The policy establishes authority at the city level to criminalize employers who commit wage theft and expands enforcement power by deputizing worker organizations to co-enforce the policy with city investigators.
The policy win also established the LABWC’s critical role in ecnomic justice campaigns in Los Angeles, bringing resources, staff, and volunteers to help with the effort.
However, because of a historic perception of disconnect between workplace rights and civil rights, we were unable to secure enforcement of the anti-discrimination policies we had hoped to achieve.

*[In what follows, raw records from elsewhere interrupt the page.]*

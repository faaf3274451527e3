//! Statement and top-level item parsing

use super::expr::parse_expression;
use super::guards::{with_depth, LoopGuard};
use super::{ParseError, Parser};
use crate::parser::ast::*;
use crate::parser::token::{Span, Token};

// ============================================================================
// Top-level Items
// ============================================================================

/// Parse one function definition, prototype or global declaration.
pub fn parse_item(parser: &mut Parser) -> Result<Item, ParseError> {
    let start_span = parser.current_span();
    let is_extern = parser.eat(&Token::Extern);
    let ty = parse_type(parser)?;
    let stars = parse_stars(parser);
    let name = parser.expect_identifier()?;

    if parser.check(&Token::LeftParen) {
        let func = parse_function_rest(parser, start_span, is_extern, ty.with_pointers(stars), name)?;
        return Ok(Item::Function(func));
    }

    if is_extern {
        return Err(ParseError::invalid_syntax(
            "'extern' is only allowed on function declarations",
            start_span,
        ));
    }

    let first = parse_declarator_rest(parser, name, stars)?;
    let decl = parse_declarator_list(parser, ty, first, start_span)?;
    Ok(Item::Global(decl))
}

fn parse_function_rest(
    parser: &mut Parser,
    start_span: Span,
    is_extern: bool,
    return_type: TypeExpr,
    name: Identifier,
) -> Result<FunctionDecl, ParseError> {
    let id = parser.next_id();
    parser.expect(Token::LeftParen)?;
    let params = parse_parameters(parser)?;
    parser.expect(Token::RightParen)?;

    let body = if parser.check(&Token::LeftBrace) {
        if is_extern {
            return Err(ParseError::invalid_syntax(
                "an 'extern' function cannot have a body",
                parser.current_span(),
            ));
        }
        Some(parse_block(parser)?)
    } else {
        parser.expect(Token::Semicolon)?;
        None
    };

    let span = parser.combine_spans(&start_span, &parser.previous_span());
    Ok(FunctionDecl {
        id,
        name,
        return_type,
        params,
        body,
        is_extern,
        span,
    })
}

/// Parse a parameter list: empty, `void`, or comma-separated parameters.
fn parse_parameters(parser: &mut Parser) -> Result<Vec<Parameter>, ParseError> {
    let mut params = Vec::new();

    if parser.check(&Token::RightParen) {
        return Ok(params);
    }
    if parser.check(&Token::Void) && matches!(parser.peek(), Some(Token::RightParen)) {
        parser.advance();
        return Ok(params);
    }

    let mut guard = LoopGuard::new("function_parameters");
    loop {
        guard.check()?;
        let start_span = parser.current_span();
        let ty = parse_type(parser)?;
        let name = parser.expect_identifier()?;

        let is_array = if parser.eat(&Token::LeftBracket) {
            parser.expect(Token::RightBracket)?;
            true
        } else {
            false
        };

        let span = parser.combine_spans(&start_span, &parser.previous_span());
        params.push(Parameter {
            id: parser.next_id(),
            name,
            ty,
            is_array,
            span,
        });

        if !parser.eat(&Token::Comma) {
            break;
        }
    }

    Ok(params)
}

// ============================================================================
// Types and Declarators
// ============================================================================

/// Parse a type specifier: `void`, `int` or `char`, then any number of `*`.
pub fn parse_type(parser: &mut Parser) -> Result<TypeExpr, ParseError> {
    let start_span = parser.current_span();
    let base = match parser.current() {
        Token::Void => BaseType::Void,
        Token::Int => BaseType::Int,
        Token::Char => BaseType::Char,
        _ => return Err(parser.unexpected_token(&[Token::Void, Token::Int, Token::Char])),
    };
    parser.advance();

    let stars = parse_stars(parser);
    let span = parser.combine_spans(&start_span, &parser.previous_span());
    Ok(TypeExpr::new(base, stars, span))
}

fn parse_stars(parser: &mut Parser) -> u8 {
    let mut count: u8 = 0;
    while parser.eat(&Token::Star) {
        count = count.saturating_add(1);
    }
    count
}

/// Parse a declarator: `'*'* IDENT ('[' INT ']')? ('=' expr)?`
fn parse_declarator(parser: &mut Parser) -> Result<Declarator, ParseError> {
    let stars = parse_stars(parser);
    let name = parser.expect_identifier()?;
    parse_declarator_rest(parser, name, stars)
}

/// Finish a declarator whose stars and name are already consumed.
fn parse_declarator_rest(
    parser: &mut Parser,
    name: Identifier,
    pointer_depth: u8,
) -> Result<Declarator, ParseError> {
    let id = parser.next_id();
    let start_span = name.span;

    let array_len = if parser.eat(&Token::LeftBracket) {
        let len_span = parser.current_span();
        let len = match *parser.current() {
            Token::IntLiteral(n) if n > 0 && n <= u32::MAX as i64 => n as u32,
            Token::IntLiteral(_) => {
                return Err(ParseError::invalid_syntax(
                    "array length must be a positive integer",
                    len_span,
                ))
            }
            _ => return Err(parser.unexpected_token(&[Token::IntLiteral(0)])),
        };
        parser.advance();
        parser.expect(Token::RightBracket)?;
        Some(len)
    } else {
        None
    };

    let init = if parser.eat(&Token::Equal) {
        Some(parse_expression(parser)?)
    } else {
        None
    };

    let span = parser.combine_spans(&start_span, &parser.previous_span());
    Ok(Declarator {
        id,
        name,
        pointer_depth,
        array_len,
        init,
        span,
    })
}

/// Parse `(',' declarator)* ';'` after the first declarator.
fn parse_declarator_list(
    parser: &mut Parser,
    ty: TypeExpr,
    first: Declarator,
    start_span: Span,
) -> Result<VarDecl, ParseError> {
    let mut declarators = vec![first];
    let mut guard = LoopGuard::new("declarators");

    while parser.eat(&Token::Comma) {
        guard.check()?;
        declarators.push(parse_declarator(parser)?);
    }
    parser.expect(Token::Semicolon)?;

    let span = parser.combine_spans(&start_span, &parser.previous_span());
    Ok(VarDecl {
        ty,
        declarators,
        span,
    })
}

// ============================================================================
// Statements
// ============================================================================

/// Parse a statement.
pub fn parse_statement(parser: &mut Parser) -> Result<Statement, ParseError> {
    with_depth(parser, "statement", parse_statement_inner)
}

fn parse_statement_inner(parser: &mut Parser) -> Result<Statement, ParseError> {
    match parser.current() {
        Token::LeftBrace => Ok(Statement::Block(parse_block(parser)?)),
        Token::Void | Token::Int | Token::Char => parse_variable_declaration(parser),
        Token::If => parse_if_statement(parser),
        Token::While => parse_while_statement(parser),
        Token::For => parse_for_statement(parser),
        Token::Return => parse_return_statement(parser),
        Token::Semicolon => {
            let span = parser.current_span();
            parser.advance();
            Ok(Statement::Empty(span))
        }
        _ => {
            let start_span = parser.current_span();
            let expression = parse_expression(parser)?;
            parser.expect(Token::Semicolon)?;
            let span = parser.combine_spans(&start_span, &parser.previous_span());
            Ok(Statement::Expression(ExpressionStatement { expression, span }))
        }
    }
}

/// Parse a braced block.
pub fn parse_block(parser: &mut Parser) -> Result<Block, ParseError> {
    let start_span = parser.current_span();
    parser.expect(Token::LeftBrace)?;
    let id = parser.next_id();

    let mut statements = Vec::new();
    let mut guard = LoopGuard::new("block_statements");
    while !parser.check(&Token::RightBrace) && !parser.at_eof() {
        guard.check()?;
        statements.push(parse_statement(parser)?);
    }
    parser.expect(Token::RightBrace)?;

    let span = parser.combine_spans(&start_span, &parser.previous_span());
    Ok(Block {
        id,
        statements,
        span,
    })
}

fn parse_variable_declaration(parser: &mut Parser) -> Result<Statement, ParseError> {
    let start_span = parser.current_span();
    let ty = parse_type(parser)?;
    let first = parse_declarator(parser)?;
    let decl = parse_declarator_list(parser, ty, first, start_span)?;
    Ok(Statement::VarDecl(decl))
}

fn parse_if_statement(parser: &mut Parser) -> Result<Statement, ParseError> {
    let start_span = parser.current_span();
    parser.expect(Token::If)?;
    parser.expect(Token::LeftParen)?;
    let condition = parse_expression(parser)?;
    parser.expect(Token::RightParen)?;

    let then_branch = Box::new(parse_statement(parser)?);
    let else_branch = if parser.eat(&Token::Else) {
        Some(Box::new(parse_statement(parser)?))
    } else {
        None
    };

    let span = parser.combine_spans(&start_span, &parser.previous_span());
    Ok(Statement::If(IfStatement {
        condition,
        then_branch,
        else_branch,
        span,
    }))
}

fn parse_while_statement(parser: &mut Parser) -> Result<Statement, ParseError> {
    let start_span = parser.current_span();
    parser.expect(Token::While)?;
    parser.expect(Token::LeftParen)?;
    let condition = parse_expression(parser)?;
    parser.expect(Token::RightParen)?;
    let body = Box::new(parse_statement(parser)?);

    let span = parser.combine_spans(&start_span, &parser.previous_span());
    Ok(Statement::While(WhileStatement {
        condition,
        body,
        span,
    }))
}

fn parse_for_statement(parser: &mut Parser) -> Result<Statement, ParseError> {
    let start_span = parser.current_span();
    parser.expect(Token::For)?;
    parser.expect(Token::LeftParen)?;

    let init = parse_optional_expression(parser, Token::Semicolon)?;
    parser.expect(Token::Semicolon)?;
    let condition = parse_optional_expression(parser, Token::Semicolon)?;
    parser.expect(Token::Semicolon)?;
    let update = parse_optional_expression(parser, Token::RightParen)?;
    parser.expect(Token::RightParen)?;

    let body = Box::new(parse_statement(parser)?);

    let span = parser.combine_spans(&start_span, &parser.previous_span());
    Ok(Statement::For(ForStatement {
        init,
        condition,
        update,
        body,
        span,
    }))
}

fn parse_optional_expression(
    parser: &mut Parser,
    terminator: Token,
) -> Result<Option<Expression>, ParseError> {
    if parser.check(&terminator) {
        Ok(None)
    } else {
        parse_expression(parser).map(Some)
    }
}

fn parse_return_statement(parser: &mut Parser) -> Result<Statement, ParseError> {
    let start_span = parser.current_span();
    parser.expect(Token::Return)?;

    let value = parse_optional_expression(parser, Token::Semicolon)?;
    parser.expect(Token::Semicolon)?;

    let span = parser.combine_spans(&start_span, &parser.previous_span());
    Ok(Statement::Return(ReturnStatement { value, span }))
}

We continue our work to monitoring and strengthen implementation of LA Metro and City of LA policies and agreements through our core programs of compliance monitoring, workforce development, and leadership development programs
As the first Black Worker Center in California, the LA BWC helped to launch the National Black Worker Center Project and five new centers across the country, including in Chicago, Baltimore, Oakland, Boston and DC. We provide technical assistance to the National Black Worker Center and efforts in the South to establish Black worker centers there.
Building and strengthening the Black worker center movement is one of our key priorities.
Los Angeles has an extraordinary opportunity to address this climate of lawlessness with innovative tools that build upon worker organizing and partnerships between community-based organizations and municipal and county enforcement agencies.
Our main focus in the coming years will be an anti-discrimination campaign that builds upon our successes last year with minimum wage/wage theft and continues to expand workplace protections to include civil rights compliance process at the city level. These protections are particularly salient for Black workers.